La alegría de esta celebración nos da oportunidad para recordar lo que nuestro Padre nos enseña acerca de ella. Afirma:
“Es una propiedad del hombre, dar señales exteriores de alegría. Estas manifestaciones de júbilo, son una virtud, evitando siempre lo que pueda envilecer al individuo, a la sociedad” PP
La alegría, emoción básica del hombre, como el miedo, la ira, la tristeza, es un estado interior generador de bienestar y energía. Surge cuando la persona se siente amada, estimada, cuando apreciamos el don de la vida, valoramos y ejercitamos los aspectos positivos, tales como la amistad, la bondad, la delicadeza. Cuando hacemos bien aquello que valoramos como correcto, surge en nuestro interior, una especie de satisfacción que alegra el corazón.
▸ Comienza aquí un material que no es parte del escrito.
#[cfg(test)]
mod tests {
    use super::*;
    use crate::search::SearchHit;
    use crate::state::ResearchPlan;
    use async_trait::async_trait;
    use std::sync::Mutex;

    /// Pops one reply per call and keeps every prompt it was sent
    struct ScriptedLlm {
        replies: Mutex<Vec<Result<String, CollaboratorError>>>,
        prompts: Mutex<Vec<String>>,
    }

    impl ScriptedLlm {
        fn new(replies: Vec<Result<String, CollaboratorError>>) -> Arc<Self> {
            Arc::new(Self {
                replies: Mutex::new(replies),
                prompts: Mutex::new(Vec::new()),
            })
        }

        fn prompts(&self) -> Vec<String> {
            self.prompts.lock().unwrap().clone()
        }
    }

    #[async_trait]
    impl CompletionProvider for ScriptedLlm {
        async fn complete(
            &self,
            prompt: &str,
            _settings: &crate::llm::CompletionSettings,
        ) -> Result<String, CollaboratorError> {
            self.prompts.lock().unwrap().push(prompt.to_string());
            let mut replies = self.replies.lock().unwrap();
            if replies.is_empty() {
                return Err(CollaboratorError::unavailable("script exhausted"));
            }
            replies.remove(0)
        }
    }

    struct FixedSearch(Result<Vec<SearchHit>, CollaboratorError>);

    #[async_trait]
    impl SearchProvider for FixedSearch {
        async fn search(&self, _q: &str, _n: usize) -> Result<Vec<SearchHit>, CollaboratorError> {
            self.0.clone()
        }
    }

    /// Unsafe when the URL contains "bad", uncertain when it contains "meh".
    /// Drafts mentioning "forbidden" are unsafe, "unclear" uncertain.
    struct UrlPolicy;

    #[async_trait]
    impl SafetyPolicy for UrlPolicy {
        async fn classify(
            &self,
            subject: &SafetySubject<'_>,
        ) -> Result<Assessment, CollaboratorError> {
            Ok(match subject {
                SafetySubject::Source { url, .. } if url.contains("bad") => {
                    Assessment::unsafe_(0.9, "bad url")
                }
                SafetySubject::Source { url, .. } if url.contains("meh") => {
                    Assessment::uncertain(0.5, "meh url")
                }
                SafetySubject::Draft(text) if text.contains("forbidden") => {
                    Assessment::unsafe_(0.9, "forbidden word")
                }
                SafetySubject::Draft(text) if text.contains("unclear") => {
                    Assessment::uncertain(0.5, "could not decide")
                }
                _ => Assessment::safe(0.9, "fine"),
            })
        }
    }

    fn collaborators(
        llm: Arc<dyn CompletionProvider>,
        search: Result<Vec<SearchHit>, CollaboratorError>,
    ) -> Collaborators {
        Collaborators::new(llm, Arc::new(FixedSearch(search)), Arc::new(UrlPolicy))
    }

    fn planned_state() -> SessionState {
        let mut state = SessionState::new("t", "solar adoption", 3);
        state.plan = Some(ResearchPlan::new("survey").with_queries(["solar adoption"]));
        state
    }

    fn hit(url: &str) -> SearchHit {
        SearchHit::new(url, "title").with_excerpt("excerpt")
    }

    #[tokio::test]
    async fn test_plan_parses_response() {
        let llm = ScriptedLlm::new(vec![Ok(
            "Research Plan: look at adoption\nSearch Queries:\n- solar 2023".into()
        )]);
        let ctx = collaborators(llm, Ok(vec![]));
        let result = plan(SessionState::new("t", "solar", 3), &ctx, &WorkflowConfig::default())
            .await
            .unwrap();

        assert!(result.outcome.is_ok());
        let plan = result.state.plan.unwrap();
        assert_eq!(plan.search_queries, vec!["solar 2023"]);
    }

    #[tokio::test]
    async fn test_plan_empty_response_fails() {
        let ctx = collaborators(ScriptedLlm::new(vec![Ok("   ".into())]), Ok(vec![]));
        let result = plan(SessionState::new("t", "solar", 3), &ctx, &WorkflowConfig::default())
            .await
            .unwrap();
        assert!(!result.outcome.is_ok());
        assert!(result.state.plan.is_none());
    }

    #[tokio::test]
    async fn test_plan_transient_error_fails_stage() {
        let ctx = collaborators(
            ScriptedLlm::new(vec![Err(CollaboratorError::rate_limited("429"))]),
            Ok(vec![]),
        );
        let result = plan(SessionState::new("t", "solar", 3), &ctx, &WorkflowConfig::default())
            .await
            .unwrap();
        assert!(!result.outcome.is_ok());
    }

    #[tokio::test]
    async fn test_plan_malformed_error_is_fatal() {
        let ctx = collaborators(
            ScriptedLlm::new(vec![Err(CollaboratorError::malformed("garbage"))]),
            Ok(vec![]),
        );
        let err = plan(SessionState::new("t", "solar", 3), &ctx, &WorkflowConfig::default())
            .await
            .unwrap_err();
        assert_eq!(err.stage(), Stage::Plan);
    }

    #[tokio::test]
    async fn test_search_dedupes_and_caps() {
        let hits = vec![hit("https://a.org"), hit("https://a.org"), hit("https://b.org")];
        let ctx = collaborators(ScriptedLlm::new(vec![]), Ok(hits));
        let config = WorkflowConfig::default().with_max_search_results(10);

        let result = search(planned_state(), &ctx, &config).await.unwrap();
        assert!(result.outcome.is_ok());
        assert_eq!(result.state.sources.len(), 2);
        assert_eq!(result.state.sources[0].provenance, "solar adoption");

        let capped = search(planned_state(), &ctx, &config.with_max_search_results(1))
            .await
            .unwrap();
        assert_eq!(capped.state.sources.len(), 1);
    }

    #[tokio::test]
    async fn test_search_zero_results_fails() {
        let ctx = collaborators(ScriptedLlm::new(vec![]), Ok(vec![]));
        let result = search(planned_state(), &ctx, &WorkflowConfig::default())
            .await
            .unwrap();
        assert_eq!(result.outcome.reason.as_deref(), Some("search returned zero sources"));
    }

    #[tokio::test]
    async fn test_search_requires_plan() {
        let ctx = collaborators(ScriptedLlm::new(vec![]), Ok(vec![]));
        let err = search(SessionState::new("t", "q", 3), &ctx, &WorkflowConfig::default())
            .await
            .unwrap_err();
        assert!(matches!(err, StageError::Precondition { .. }));
    }

    #[tokio::test]
    async fn test_validate_removes_unsafe_and_preserves_order() {
        let ctx = collaborators(ScriptedLlm::new(vec![]), Ok(vec![]));
        let mut state = planned_state();
        state.sources = ["https://a.org", "https://bad.org/1", "https://meh.org", "https://c.org"]
            .iter()
            .map(|u| hit(u).into_source("q"))
            .collect();

        let result = validate(state, &ctx).await.unwrap();
        assert!(result.outcome.is_ok());

        let urls: Vec<&str> = result.state.sources.iter().map(|s| s.url.as_str()).collect();
        assert_eq!(urls, vec!["https://a.org", "https://meh.org", "https://c.org"]);

        // one removal record plus the aggregate
        assert_eq!(result.state.safety_checks.len(), 2);
        assert_eq!(result.state.safety_checks[0].subject, "https://bad.org/1");
        assert_eq!(result.state.safety_checks[1].subject, "aggregate");
    }

    #[tokio::test]
    async fn test_validate_only_uncertain_fails() {
        let ctx = collaborators(ScriptedLlm::new(vec![]), Ok(vec![]));
        let mut state = planned_state();
        state.sources = vec![hit("https://meh.org").into_source("q")];

        let result = validate(state, &ctx).await.unwrap();
        assert!(!result.outcome.is_ok());
        assert_eq!(result.state.sources.len(), 1);
    }

    #[tokio::test]
    async fn test_synthesize_sets_draft() {
        let llm = ScriptedLlm::new(vec![Ok(
            "Solar adoption grew rapidly across Europe. [1]\nConfidence: 0.8".into(),
        )]);
        let ctx = collaborators(llm, Ok(vec![]));
        let mut state = planned_state();
        state.sources = vec![hit("https://a.org").into_source("q")];

        let result = synthesize(state, &ctx, &WorkflowConfig::default()).await.unwrap();
        assert!(result.outcome.is_ok());
        assert!(result.state.draft.contains("Solar adoption"));
        assert_eq!(result.state.draft_confidence, Some(0.8));
    }

    #[tokio::test]
    async fn test_synthesize_degenerate_draft_fails() {
        let ctx = collaborators(ScriptedLlm::new(vec![Ok("ok".into())]), Ok(vec![]));
        let mut state = planned_state();
        state.sources = vec![hit("https://a.org").into_source("q")];

        let result = synthesize(state, &ctx, &WorkflowConfig::default()).await.unwrap();
        assert!(!result.outcome.is_ok());
    }

    #[tokio::test]
    async fn test_safety_check_records_verdict() {
        let ctx = collaborators(ScriptedLlm::new(vec![]), Ok(vec![]));
        let mut state = planned_state();
        state.draft = "A forbidden draft".into();

        let result = safety_check(state, &ctx).await.unwrap();
        assert!(!result.outcome.is_ok());
        assert_eq!(result.state.safety_checks.len(), 1);
        assert_eq!(result.state.safety_checks[0].verdict, Verdict::Unsafe);
    }

    #[tokio::test]
    async fn test_safety_check_uncertain_draft_fails() {
        let ctx = collaborators(ScriptedLlm::new(vec![]), Ok(vec![]));
        let mut state = planned_state();
        state.draft = "An unclear draft about solar adoption".into();

        let result = safety_check(state, &ctx).await.unwrap();
        assert!(!result.outcome.is_ok());
        assert!(result.outcome.reason.unwrap().contains("uncertain"));
        assert_eq!(result.state.safety_checks.len(), 1);
        assert_eq!(result.state.safety_checks[0].subject, "draft");
        assert_eq!(result.state.safety_checks[0].verdict, Verdict::Uncertain);
    }

    #[tokio::test]
    async fn test_critique_reaches_replan_after_failed_plan() {
        let llm = ScriptedLlm::new(vec![
            Ok("   ".into()),
            Ok("The planner gave nothing back. Use broader queries.".into()),
            Ok("Research Plan: broad survey\nSearch Queries:\n- solar adoption worldwide".into()),
        ]);
        let ctx = collaborators(llm.clone(), Ok(vec![]));
        let config = WorkflowConfig::default();

        let failed = plan(SessionState::new("t", "solar", 3), &ctx, &config)
            .await
            .unwrap();
        assert!(!failed.outcome.is_ok());
        let mut state = failed.state;
        state.record(Stage::Plan, &failed.outcome);
        state.retry_count = 1;

        let reflected = reflexion(state, &ctx, &config).await.unwrap();
        let critique = reflected.state.critique.clone().unwrap();
        assert_eq!(critique.avoid.len(), 1);
        assert!(critique.avoid[0].contains("plan failed"));

        let replanned = plan(reflected.state, &ctx, &config).await.unwrap();
        assert!(replanned.outcome.is_ok());
        assert!(replanned.state.critique.is_none());
        let new_plan = replanned.state.plan.unwrap();
        assert_eq!(new_plan.search_queries, vec!["solar adoption worldwide"]);
        assert_eq!(new_plan.avoid, critique.avoid);

        let prompts = llm.prompts();
        assert_eq!(prompts.len(), 3);
        assert!(prompts[2].contains("Use broader queries"));
        assert!(prompts[2].contains("(no plan was produced)"));
    }

    #[tokio::test]
    async fn test_reflexion_annotates_plan() {
        let llm = ScriptedLlm::new(vec![Ok("Queries were too narrow; retry broader.".into())]);
        let ctx = collaborators(llm, Ok(vec![]));
        let mut state = planned_state();
        state.record(Stage::Search, &StageOutcome::failed("search returned zero sources"));
        state.retry_count = 1;

        let result = reflexion(state, &ctx, &WorkflowConfig::default()).await.unwrap();
        assert!(result.outcome.is_ok());
        let critique = result.state.critique.unwrap();
        assert!(critique.should_retry);
        let plan = result.state.plan.unwrap();
        assert_eq!(plan.avoid.len(), 1);
        assert!(plan.avoid[0].contains("search failed"));
    }

    #[tokio::test]
    async fn test_reflexion_llm_error_is_fatal() {
        let ctx = collaborators(
            ScriptedLlm::new(vec![Err(CollaboratorError::unavailable("down"))]),
            Ok(vec![]),
        );
        let err = reflexion(planned_state(), &ctx, &WorkflowConfig::default())
            .await
            .unwrap_err();
        assert_eq!(err.stage(), Stage::Reflexion);
    }
}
La alegría nace de dentro y puede ser percibida al exterior a través del semblante, de las actitudes… El signo más fácilmente reconocible de la alegría es, por lo común, una calida sonrisa, aunque la exteriorización de la alegría depende de cada persona, de forma diferente.
La alegría no es un tema recurrente en Francisco, sin embargo en sus escritos, se recogen evidentes testimonios que destacan alegría, cordialidad, afecto y hasta ternura.
El punto primordial de su ideario sobre la alegría la pone en la alegría espiritual, como un don que proviene del Espíritu Santo y se fundamenta en el amor que Dios tiene por cada persona. Se sustenta en la fe de que Dios está realmente presente en la vida de cada uno, tanto en los momentos felices como en los de mayor sufrimiento y se experimenta en la medida en que la persona identifica su propia vida con la de Jesucristo.
Cuando el alma se abandona en Dios, experimenta la paz, el gozo y la alegría verdadera. Los corazones de quienes están enamorados de Dios, viven un esponjamiento espiritual, tal, que quien no sea espiritual, puede imaginar.